上図は、認証サーバとリポジトリサーバの間にロードバランサを配置して、リポジトリサーバ(更新系)を複数台設置することにより、リポジトリサーバ(更新系)の負荷を分散しているシステム構成例です。
また、以下のように、リポジトリサーバと認証サーバを1台のマシンに構築した小規模システムの前にロードバランサを配置して、リポジトリサーバと認証サーバを複数配置することにより、負荷分散することも可能です。
SSOリポジトリは、複数のリポジトリサーバ(更新系)からの更新が可能で、更新が即時に反映される必要があります。ディレクトリサービスのデータベース共用機能を利用してSSOリポジトリを作成してください。
複数のリポジトリサーバ(更新系)は、論理的に1つのホスト名となるようにロードバランサを設定する必要があります。
各サーバで使用できるバージョン、エディションが異なります。システム構築時には十分注意してください。
使用できるバージョン、エディションについては、“使用上の注意”の“注意事項”-“Interstage シングル・サインオンの注意事項”-“バージョン・エディション混在でシングル・サインオンシステムを構築する場合の注意事項”を参照してください。

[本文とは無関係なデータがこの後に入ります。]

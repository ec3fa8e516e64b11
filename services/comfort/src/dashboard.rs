//! Dashboard session: ties the cache, sync controller, selection and
//! renderers together behind the actions a user can take

use std::sync::Arc;
use std::time::Duration;

use crate::cache::{new_cache_handle, CacheHandle};
use crate::chart::{
    group_chart, sensor_chart, voltage_status, ChartRenderer, ChartTarget, MemberSeries,
};
use crate::config::DashboardSettings;
use crate::error::{Failure, FailureKind, MutationResult};
use crate::gateway::EntityGateway;
use crate::model::Measurement;
use crate::notifier::Notifier;
use crate::sync::SyncController;
use crate::view::{GroupPanel, SensorPanel, ViewState};
use crate::weather::{HomeRenderer, WeatherPoller};

/// Voltage status only considers the last hour of samples
const VOLTAGE_HOURS: u32 = 1;

/// One user's dashboard session
#[derive(Debug)]
pub struct Dashboard {
    sync: Arc<SyncController>,
    view: ViewState,
    settings: DashboardSettings,
    charts: Arc<dyn ChartRenderer>,
    weather: WeatherPoller,
}

impl Dashboard {
    pub fn new(
        gateway: Arc<dyn EntityGateway>,
        notifier: Arc<dyn Notifier>,
        charts: Arc<dyn ChartRenderer>,
        home: Arc<dyn HomeRenderer>,
        weather_interval: Duration,
    ) -> Self {
        let sync = Arc::new(SyncController::new(gateway, new_cache_handle(), notifier));
        let weather = WeatherPoller::new(Arc::clone(&sync), home, weather_interval);
        Self {
            sync,
            view: ViewState::new(),
            settings: DashboardSettings::default(),
            charts,
            weather,
        }
    }

    pub fn sync(&self) -> &Arc<SyncController> {
        &self.sync
    }

    pub fn cache(&self) -> &CacheHandle {
        self.sync.cache()
    }

    pub fn view(&self) -> &ViewState {
        &self.view
    }

    pub fn settings(&self) -> &DashboardSettings {
        &self.settings
    }

    /// Load settings and every collection, then pick default selections
    pub async fn start(&mut self) -> crate::Result<()> {
        match self.sync.fetch_settings().await {
            Ok(settings) => self.settings = settings,
            Err(e) => tracing::warn!("Using default dashboard settings: {}", e),
        }
        self.sync.refresh_all().await?;
        {
            let cache = self.sync.cache().read().await;
            self.view.select_defaults(&cache);
            tracing::info!(
                "Dashboard started with {} sensors, {} groups, {} controllers",
                cache.sensors.len(),
                cache.sensor_groups.len(),
                cache.controllers.len()
            );
        }
        self.render_sensor_chart().await;
        self.render_group_chart().await;
        Ok(())
    }

    pub fn mount_home(&mut self) {
        self.weather.mount(&self.settings);
    }

    pub fn unmount_home(&mut self) {
        self.weather.unmount();
    }

    pub fn is_home_mounted(&self) -> bool {
        self.weather.is_mounted()
    }

    pub async fn select_sensor(&mut self, sensor_id: &str) -> crate::Result<()> {
        self.view
            .select_sensor(&*self.sync.cache().read().await, sensor_id)?;
        self.render_sensor_chart().await;
        Ok(())
    }

    pub async fn select_group(&mut self, group_id: &str) -> crate::Result<()> {
        self.view
            .select_group(&*self.sync.cache().read().await, group_id)?;
        self.render_group_chart().await;
        Ok(())
    }

    pub fn begin_new_group(&mut self) {
        self.view.begin_new_group();
    }

    pub async fn save_sensor_name(&mut self, name: &str) -> MutationResult {
        let sensor_id = self
            .view
            .active_sensor()
            .map(str::to_string)
            .ok_or_else(|| Failure::new(FailureKind::NotFound, "no sensor selected"))?;
        let text = self.sync.rename_sensor(&sensor_id, name).await?;
        self.reconcile().await;
        Ok(text)
    }

    /// Rename the active group, or create one when none is active
    pub async fn save_group_name(&mut self, name: &str) -> MutationResult {
        match self.view.active_group().map(str::to_string) {
            Some(group_id) => {
                let text = self.sync.rename_sensor_group(&group_id, name).await?;
                self.reconcile().await;
                Ok(text)
            }
            None => {
                let text = self.sync.create_sensor_group(name).await?;
                // The new group is the last one listed
                self.view.select_defaults(&*self.sync.cache().read().await);
                self.render_group_chart().await;
                Ok(text)
            }
        }
    }

    pub async fn delete_active_group(&mut self) -> MutationResult {
        let group_id = self.active_group()?;
        let text = self.sync.delete_sensor_group(&group_id).await?;
        self.reconcile().await;
        self.render_group_chart().await;
        Ok(text)
    }

    /// Attach a controller to the active group; `None` detaches
    pub async fn assign_controller(&mut self, controller_id: Option<&str>) -> MutationResult {
        let group_id = self.active_group()?;
        let text = self.sync.assign_controller(&group_id, controller_id).await?;
        self.render_group_chart().await;
        Ok(text)
    }

    /// Tick or untick a sensor in the active group's member list
    pub async fn toggle_member(&mut self, sensor_id: &str, included: bool) -> MutationResult {
        let group_id = self.active_group()?;
        let text = self
            .sync
            .set_group_membership(sensor_id, &group_id, included)
            .await?;
        self.render_group_chart().await;
        Ok(text)
    }

    /// Resync everything and repair selections that no longer exist
    pub async fn refresh(&mut self) -> crate::Result<()> {
        self.sync.refresh_all().await?;
        self.reconcile().await;
        Ok(())
    }

    pub async fn sensor_panel(&self) -> Option<SensorPanel> {
        let sensor_id = self.view.active_sensor()?.to_string();
        let voltage = match self
            .sync
            .fetch_series(&sensor_id, Measurement::Voltage, VOLTAGE_HOURS)
            .await
        {
            Ok(samples) => voltage_status(&samples),
            Err(e) => {
                tracing::warn!("Voltage of sensor {} unavailable: {}", sensor_id, e);
                None
            }
        };
        self.view
            .sensor_panel(&*self.sync.cache().read().await, voltage)
    }

    pub async fn group_panel(&self) -> Option<GroupPanel> {
        self.view.group_panel(&*self.sync.cache().read().await)
    }

    /// Render the active sensor's chart once both series are in.
    /// Returns whether a chart was rendered.
    pub async fn render_sensor_chart(&self) -> bool {
        let Some(sensor_id) = self.view.active_sensor().map(str::to_string) else {
            return false;
        };
        let hours = self.settings.graph_hours;
        let temperature = self.series(&sensor_id, Measurement::Temperature, hours).await;
        let humidity = self.series(&sensor_id, Measurement::Humidity, hours).await;

        match sensor_chart(&temperature, &humidity, self.settings.temperature_unit) {
            Some(chart) => {
                self.charts.render(ChartTarget::Sensor, &chart);
                true
            }
            None => {
                tracing::debug!("No temperature data for sensor {}", sensor_id);
                false
            }
        }
    }

    /// Render the active group's chart once every member's series is in.
    /// Returns whether a chart was rendered.
    pub async fn render_group_chart(&self) -> bool {
        let (members, band) = {
            let cache = self.sync.cache().read().await;
            let Some(group) = self
                .view
                .active_group()
                .and_then(|id| cache.sensor_groups.get(id))
            else {
                return false;
            };
            // Memberships of sensors that no longer exist are skipped
            let members: Vec<(String, String)> = cache
                .sensors
                .list()
                .filter(|s| group.has_member(&s.id))
                .map(|s| (s.id.clone(), s.label()))
                .collect();
            (members, self.view.active_band(&cache))
        };

        let hours = self.settings.graph_hours;
        let mut series = Vec::with_capacity(members.len());
        for (sensor_id, name) in members {
            series.push(MemberSeries {
                temperature: self.series(&sensor_id, Measurement::Temperature, hours).await,
                humidity: self.series(&sensor_id, Measurement::Humidity, hours).await,
                name,
            });
        }

        let chart = group_chart(&series, band.as_ref(), self.settings.temperature_unit);
        self.charts.render(ChartTarget::SensorGroup, &chart);
        true
    }

    async fn series(
        &self,
        sensor_id: &str,
        measurement: Measurement,
        hours: u32,
    ) -> Vec<crate::model::DataPoint> {
        match self.sync.fetch_series(sensor_id, measurement, hours).await {
            Ok(points) => points,
            Err(e) => {
                tracing::warn!("No {} data for sensor {}: {}", measurement, sensor_id, e);
                Vec::new()
            }
        }
    }

    async fn reconcile(&mut self) {
        let cache = self.sync.cache().read().await;
        self.view.reconcile(&cache);
    }

    fn active_group(&self) -> Result<String, Failure> {
        self.view
            .active_group()
            .map(str::to_string)
            .ok_or_else(|| Failure::new(FailureKind::NotFound, "no sensor group selected"))
    }
}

リポジトリサーバ(更新系)とリポジトリサーバ(参照系)に分散する
リポジトリサーバにおける認証処理を、リポジトリサーバ(更新系)とリポジトリサーバ(参照系)に分散して行うことにより、リポジトリサーバ(参照系)の認証処理に対する負荷を分散することができます。
リポジトリサーバ(更新系)とリポジトリサーバ(参照系)に分散して認証処理を行うには、Interstage管理コンソールを使用して、[システム] > [セキュリティ] > [シングル・サインオン] > [認証基盤] > [認証サーバ] > [環境設定]タブの[詳細設定[表示]]をクリックし、[リポジトリサーバとの通信の設定]および[リポジトリサーバ(参照系)との通信の設定]にリポジトリサーバ(更新系)とリポジトリサーバ(参照系)を設定する必要があります。
Interstage管理コンソールの定義詳細についてはInterstage管理コンソールのヘルプを参照してください。
上図は、認証サーバ、リポジトリサーバによる負荷分散を示したものです。
クライアントからの認証要求はロードバランサにより、各認証サーバに振り分けられます。
各認証サーバはリポジトリサーバ(更新系)とリポジトリサーバ(参照系)を複数指定することで、認証依頼時はリポジトリサーバ(参照系)に接続し、認証の最終確認時にはリポジトリサーバ(更新系)に接続します。各認証サーバで異なるリポジトリサーバ(参照系)を指定することにより、リポジトリサーバ(参照系)の負荷分散を行うことができます。
なお、リポジトリサーバ(更新系)のSSOリポジトリの情報を更新した場合は、ディレクトリサービスのレプリケーションを使用することによりリポジトリサーバ(参照系)のSSOリポジトリへ更新内容を自動的に反映することができます。
各認証サーバで優先して接続するリポジトリサーバ(参照系)を別々に設定することで、リポジトリサーバ(参照系)の負荷分散を行うことができます。
リポジトリサーバ(更新系)とリポジトリサーバ(参照系)を配置し、リポジトリサーバ(参照系)の負荷を分散させるシステム構成の設定例については“認証サーバとリポジトリサーバをそれぞれ複数のマシンに構築する場合”を参照してください。
リポジトリサーバを更新系と参照系に分けた運用を行う場合は、SSOリポジトリ(マスタ)とSSOリポジトリ(スレーブ)の内容の同期を取り、データの不整合によって不正な認証が行われてしまうことを回避してください。回避方法としては、ディレクトリサービスのレプリケーションを利用してSSOリポジトリ(マスタ)の内容をSSOリポジトリ(スレーブ)に複写する方法があります。
更新系と参照系のリポジトリサーバは、同じエディション/バージョンのリポジトリサーバを使用してください。
複数の認証サーバは、論理的に1つのホスト名となるようにロードバランサを設定する必要があります。
認証サーバにてSSL通信を行う場合には、SSL通信で使用する証明書の所有者名を各認証サーバで同じにする必要があります。具体的には、ロードバランサのホスト名をSSL通信で使用する証明書の所有者名とし、証明書の取得申請や登録をしてください。証明書の申請や登録については“2.4.1.1 SSL通信を行うための準備”を参照してください。
同じクライアントからのリクエストは、同じ認証サーバにリクエストが転送されるようにロードバランサを設定してください。